Incidentally, I did initially install LR Classic but then uninstalled and replaced with LR 2015 in case the issues I was experiencing were caused by importing an existing catalog into Classic. Turns out the problem was the same either way, so could have gone with Classic after all. Think I’m stuck with 2015 now though..!


----------



## Hal P Anderson (Apr 12, 2019)

robthatisleonard said:


> Think I’m stuck with 2015 now though..!


Not at all.


----------



## robthatisleonard (Apr 12, 2019)

This just gets more and more confusing. XMP sidecar files have now appeared for all RAW images where there were none before. These seem to have been created by my new LR. Does this have anything to do with the icon/import query noted above? Things just seem to be happening completely outside of my control.


----------



## Jim Wilde (Apr 12, 2019)

robthatisleonard said:


> This just gets more and more confusing. XMP sidecar files have now appeared for all RAW images where there were none before.
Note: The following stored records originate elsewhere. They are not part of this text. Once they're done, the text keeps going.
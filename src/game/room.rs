//! # Rooms and Dungeons
//!
//! Placed room instances and the dungeon that owns them. Both are created
//! once by a successful build and live until the level unloads.

use crate::{
    config, CellRect, DelveError, DelveResult, Doorway, ObstacleGrid, Orientation, Position,
    RoomEnemySpawnParameters, RoomId, RoomNodeType, RoomTemplate, TileClassifier, TileLayers,
    WorldPoint,
};
use rand::seq::SliceRandom;
use rand::Rng;
use std::collections::HashMap;

/// A room template placed in world space.
#[derive(Debug, Clone, PartialEq)]
pub struct Room {
    pub id: RoomId,
    /// ID of the graph node this room fills
    pub node_id: String,
    pub template_id: String,
    pub node_type: RoomNodeType,
    /// World cell of the south-west corner
    pub lower_bounds: Position,
    /// World cell of the north-east corner
    pub upper_bounds: Position,
    pub template_lower_bounds: Position,
    pub template_upper_bounds: Position,
    /// Instance copies of the template doorways, in template-local cells
    pub doorways: Vec<Doorway>,
    /// Template-local spawn cells
    pub spawn_positions: Vec<Position>,
    pub parent_id: Option<RoomId>,
    pub child_ids: Vec<RoomId>,
    pub is_previously_visited: bool,
    pub is_cleared_of_enemies: bool,
    pub is_lit: bool,
    /// Spawn parameters for the level this room was built on
    pub enemy_spawn_parameters: Option<RoomEnemySpawnParameters>,
    /// Instance tiles, sealed where doorways went unused
    pub tiles: TileLayers,
    pub obstacles: ObstacleGrid,
}

impl Room {
    /// Instantiates `template` with its lower corner at `lower_bounds`.
    ///
    /// The obstacle grid starts at the default penalty everywhere; call
    /// [`Room::bake_obstacles`] once the tiles are final.
    pub fn instantiate(
        id: RoomId,
        node_id: impl Into<String>,
        template: &RoomTemplate,
        lower_bounds: Position,
        level_name: &str,
    ) -> Self {
        let upper_bounds = lower_bounds + (template.upper_bounds - template.lower_bounds);
        let enemy_spawn_parameters = template.spawn_parameters_for(level_name).cloned();
        let has_enemies = enemy_spawn_parameters
            .as_ref()
            .is_some_and(|params| params.max_total_enemies > 0);

        let mut doorways = template.doorways.clone();
        doorways.iter_mut().for_each(Doorway::reset);

        Self {
            id,
            node_id: node_id.into(),
            template_id: template.id.clone(),
            node_type: template.node_type,
            lower_bounds,
            upper_bounds,
            template_lower_bounds: template.lower_bounds,
            template_upper_bounds: template.upper_bounds,
            doorways,
            spawn_positions: template.spawn_positions.clone(),
            parent_id: None,
            child_ids: Vec::new(),
            is_previously_visited: template.node_type.is_entrance(),
            is_cleared_of_enemies: !has_enemies,
            is_lit: false,
            enemy_spawn_parameters,
            tiles: template.tiles.clone(),
            obstacles: ObstacleGrid::new(CellRect::new(lower_bounds, upper_bounds)),
        }
    }

    /// World-space cell rectangle.
    pub fn bounds(&self) -> CellRect {
        CellRect::new(self.lower_bounds, self.upper_bounds)
    }

    pub fn contains_cell(&self, cell: Position) -> bool {
        self.bounds().contains(cell)
    }

    /// Converts a template-local cell to a world cell.
    pub fn template_to_world(&self, local: Position) -> Position {
        self.lower_bounds + (local - self.template_lower_bounds)
    }

    /// Converts a world cell to a grid-local cell (origin at `lower_bounds`).
    pub fn to_local(&self, cell: Position) -> Position {
        cell - self.lower_bounds
    }

    pub fn cell_to_world_center(&self, cell: Position) -> WorldPoint {
        WorldPoint::cell_center(cell)
    }

    pub fn world_to_cell(&self, point: WorldPoint) -> Position {
        point.to_cell()
    }

    /// World-space centre of the room.
    pub fn center(&self) -> WorldPoint {
        WorldPoint::new(
            (self.lower_bounds.x + self.upper_bounds.x + 1) as f32 * config::CELL_SIZE * 0.5,
            (self.lower_bounds.y + self.upper_bounds.y + 1) as f32 * config::CELL_SIZE * 0.5,
        )
    }

    /// World cell of a doorway of this room.
    pub fn doorway_cell(&self, doorway: &Doorway) -> Position {
        self.template_to_world(doorway.position)
    }

    /// Spawn cells in world space.
    pub fn spawn_cells(&self) -> Vec<Position> {
        self.spawn_positions
            .iter()
            .map(|&local| self.template_to_world(local))
            .collect()
    }

    /// A random spawn cell in world space, if the room has any.
    pub fn random_spawn_cell<R: Rng + ?Sized>(&self, rng: &mut R) -> Option<Position> {
        self.spawn_positions
            .choose(rng)
            .map(|&local| self.template_to_world(local))
    }

    pub fn has_enemies_to_spawn(&self) -> bool {
        self.enemy_spawn_parameters
            .as_ref()
            .is_some_and(|params| params.max_total_enemies > 0)
    }

    /// Total enemies for this visit, zero when the room spawns none.
    pub fn total_enemies_to_spawn<R: Rng + ?Sized>(&self, rng: &mut R) -> u32 {
        self.enemy_spawn_parameters
            .as_ref()
            .map_or(0, |params| params.total_enemies_to_spawn(rng))
    }

    /// Seals every doorway that was not connected during the build.
    pub fn seal_unconnected_doorways(&mut self) -> usize {
        let mut sealed = 0;
        for doorway in self.doorways.iter().filter(|doorway| !doorway.is_connected) {
            self.tiles.seal_doorway(doorway);
            sealed += 1;
        }
        sealed
    }

    /// Bakes the static obstacle layer from the collision tiles.
    pub fn bake_obstacles(&mut self, classifier: &dyn TileClassifier) {
        self.obstacles
            .bake_static(&self.tiles.collision, self.template_lower_bounds, classifier);
    }

    /// Doors the host should spawn on connected doorways.
    ///
    /// Boss room doors start locked.
    pub fn door_placements(&self) -> Vec<DoorPlacement> {
        self.doorways
            .iter()
            .filter(|doorway| doorway.is_connected)
            .map(|doorway| DoorPlacement {
                room_id: self.id,
                cell: self.doorway_cell(doorway),
                orientation: doorway.orientation,
                is_locked: self.node_type.is_boss_room(),
            })
            .collect()
    }
}

/// A door to spawn at a connected doorway.
#[derive(Debug, Clone, Copy, PartialEq, Eq)]
pub struct DoorPlacement {
    pub room_id: RoomId,
    pub cell: Position,
    pub orientation: Orientation,
    pub is_locked: bool,
}

/// A connected doorway pair.
#[derive(Debug, Clone, Copy, PartialEq, Eq, Hash)]
pub struct DoorwayLink {
    pub parent: RoomId,
    /// Index into the parent's doorways
    pub parent_doorway: usize,
    pub child: RoomId,
    /// Index into the child's doorways
    pub child_doorway: usize,
}

/// The rooms of a successful build, keyed by ID.
#[derive(Debug, Clone)]
pub struct Dungeon {
    pub level_name: String,
    pub graph_name: String,
    rooms: HashMap<RoomId, Room>,
    build_order: Vec<RoomId>,
    entrance_id: RoomId,
    links: Vec<DoorwayLink>,
}

impl Dungeon {
    /// Assembles a dungeon from rooms in build order.
    ///
    /// Fails unless exactly one room is an entrance without a parent.
    pub fn new(
        level_name: impl Into<String>,
        graph_name: impl Into<String>,
        rooms: Vec<Room>,
        links: Vec<DoorwayLink>,
    ) -> DelveResult<Self> {
        let entrances: Vec<RoomId> = rooms
            .iter()
            .filter(|room| room.node_type.is_entrance() && room.parent_id.is_none())
            .map(|room| room.id)
            .collect();

        let [entrance_id] = entrances.as_slice() else {
            return Err(DelveError::InvalidState(format!(
                "dungeon must have exactly one entrance, found {}",
                entrances.len()
            )));
        };

        let build_order = rooms.iter().map(|room| room.id).collect();
        let rooms = rooms.into_iter().map(|room| (room.id, room)).collect();

        Ok(Self {
            level_name: level_name.into(),
            graph_name: graph_name.into(),
            rooms,
            build_order,
            entrance_id: *entrance_id,
            links,
        })
    }

    pub fn len(&self) -> usize {
        self.rooms.len()
    }

    pub fn is_empty(&self) -> bool {
        self.rooms.is_empty()
    }

    pub fn room(&self, id: RoomId) -> Option<&Room> {
        self.rooms.get(&id)
    }

    pub fn room_mut(&mut self, id: RoomId) -> Option<&mut Room> {
        self.rooms.get_mut(&id)
    }

    /// Rooms in the order they were placed, entrance first.
    pub fn rooms(&self) -> impl Iterator<Item = &Room> {
        self.build_order.iter().filter_map(|id| self.rooms.get(id))
    }

    pub fn entrance_id(&self) -> RoomId {
        self.entrance_id
    }

    pub fn entrance(&self) -> Option<&Room> {
        self.rooms.get(&self.entrance_id)
    }

    pub fn links(&self) -> &[DoorwayLink] {
        &self.links
    }

    pub fn boss_room(&self) -> Option<&Room> {
        self.rooms().find(|room| room.node_type.is_boss_room())
    }

    pub fn room_for_node(&self, node_id: &str) -> Option<&Room> {
        self.rooms().find(|room| room.node_id == node_id)
    }

    /// The room whose bounds contain `cell`.
    pub fn room_at_cell(&self, cell: Position) -> Option<&Room> {
        self.rooms().find(|room| room.contains_cell(cell))
    }

    /// Smallest rectangle covering every room.
    pub fn bounds(&self) -> Option<CellRect> {
        self.rooms().map(Room::bounds).reduce(|acc, bounds| {
            CellRect::new(
                Position::new(acc.lower.x.min(bounds.lower.x), acc.lower.y.min(bounds.lower.y)),
                Position::new(acc.upper.x.max(bounds.upper.x), acc.upper.y.max(bounds.upper.y)),
            )
        })
    }

    /// Doors for every connected doorway in the dungeon.
    pub fn door_placements(&self) -> Vec<DoorPlacement> {
        self.rooms().flat_map(Room::door_placements).collect()
    }

    /// Whether every room other than the boss room has been cleared.
    pub fn is_clear_of_regular_enemies(&self) -> bool {
        self.rooms()
            .filter(|room| !room.node_type.is_boss_room())
            .all(|room| room.is_cleared_of_enemies)
    }
}

#[cfg(test)]
mod tests {
    use super::*;
    use crate::generation::demo;
    use crate::new_room_id;
    use rand::{rngs::StdRng, SeedableRng};

    fn template(node_type: RoomNodeType) -> RoomTemplate {
        demo::demo_level("Level 1")
            .templates_of_type(node_type)
            .next()
            .unwrap()
            .clone()
    }

    fn room_at(node_type: RoomNodeType, lower: Position) -> Room {
        let mut rng = StdRng::seed_from_u64(lower.x as u64 + 100);
        Room::instantiate(
            new_room_id(&mut rng),
            format!("{:?}", node_type),
            &template(node_type),
            lower,
            "Level 1",
        )
    }

    #[test]
    fn test_instantiation_translates_bounds() {
        let template = template(RoomNodeType::Standard);
        let room = room_at(RoomNodeType::Standard, Position::new(20, -4));

        assert_eq!(room.upper_bounds - room.lower_bounds, template.upper_bounds - template.lower_bounds);
        assert!(room.contains_cell(Position::new(20, -4)));
        assert!(!room.contains_cell(Position::new(19, -4)));
        assert_eq!(room.obstacles.origin(), Position::new(20, -4));
        assert_eq!(room.obstacles.width(), template.width());
        assert!(room.doorways.iter().all(Doorway::is_free));
    }

    #[test]
    fn test_entrance_starts_visited_and_cleared() {
        let entrance = room_at(RoomNodeType::Entrance, Position::origin());
        assert!(entrance.is_previously_visited);
        assert!(entrance.is_cleared_of_enemies);

        let standard = room_at(RoomNodeType::Standard, Position::origin());
        assert!(!standard.is_previously_visited);
        assert!(!standard.is_cleared_of_enemies);
        assert!(standard.has_enemies_to_spawn());
    }

    #[test]
    fn test_spawn_cells_are_in_world_space() {
        let room = room_at(RoomNodeType::Standard, Position::new(50, 60));
        let mut rng = StdRng::seed_from_u64(11);
        let cells = room.spawn_cells();
        assert!(!cells.is_empty());
        assert!(cells.iter().all(|&cell| room.contains_cell(cell)));
        let cell = room.random_spawn_cell(&mut rng).unwrap();
        assert!(cells.contains(&cell));
    }

    #[test]
    fn test_world_conversions() {
        let room = room_at(RoomNodeType::Standard, Position::new(3, 3));
        let center = room.cell_to_world_center(Position::new(4, 5));
        assert_eq!(center, WorldPoint::new(4.5, 5.5));
        assert_eq!(room.world_to_cell(center), Position::new(4, 5));
        assert_eq!(room.to_local(Position::new(4, 5)), Position::new(1, 2));
    }

    #[test]
    fn test_sealing_skips_connected_doorways() {
        let mut room = room_at(RoomNodeType::Entrance, Position::origin());
        let total = room.doorways.len();
        room.doorways[0].is_connected = true;
        assert_eq!(room.seal_unconnected_doorways(), total - 1);
        assert_eq!(room.door_placements().len(), 1);
    }

    #[test]
    fn test_boss_doors_are_locked() {
        let mut boss = room_at(RoomNodeType::BossRoom, Position::origin());
        boss.doorways[0].is_connected = true;
        let doors = boss.door_placements();
        assert_eq!(doors.len(), 1);
        assert!(doors[0].is_locked);
    }

    #[test]
    fn test_dungeon_requires_single_entrance() {
        let entrance = room_at(RoomNodeType::Entrance, Position::origin());
        let standard = room_at(RoomNodeType::Standard, Position::new(40, 0));
        let dungeon = Dungeon::new("Level 1", "g", vec![entrance.clone(), standard.clone()], vec![]).unwrap();

        assert_eq!(dungeon.len(), 2);
        assert_eq!(dungeon.entrance_id(), entrance.id);
        assert_eq!(dungeon.room_at_cell(Position::new(41, 1)).unwrap().id, standard.id);
        assert!(dungeon.room_at_cell(Position::new(-5, -5)).is_none());
        assert!(!dungeon.is_clear_of_regular_enemies());

        assert!(Dungeon::new("Level 1", "g", vec![standard], vec![]).is_err());
    }
}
These seem to have been created by my new LR. Does this have anything to do with the icon/import query noted above? Things just seem to be happening completely outside of my control.


It's likely that you have the option to "Automatically write changes into XMP" enabled in the Lightroom>Catalog Settings>Metadata tab (and that would also probably explain the Metadata Conflict warnings that you're now getting).


----------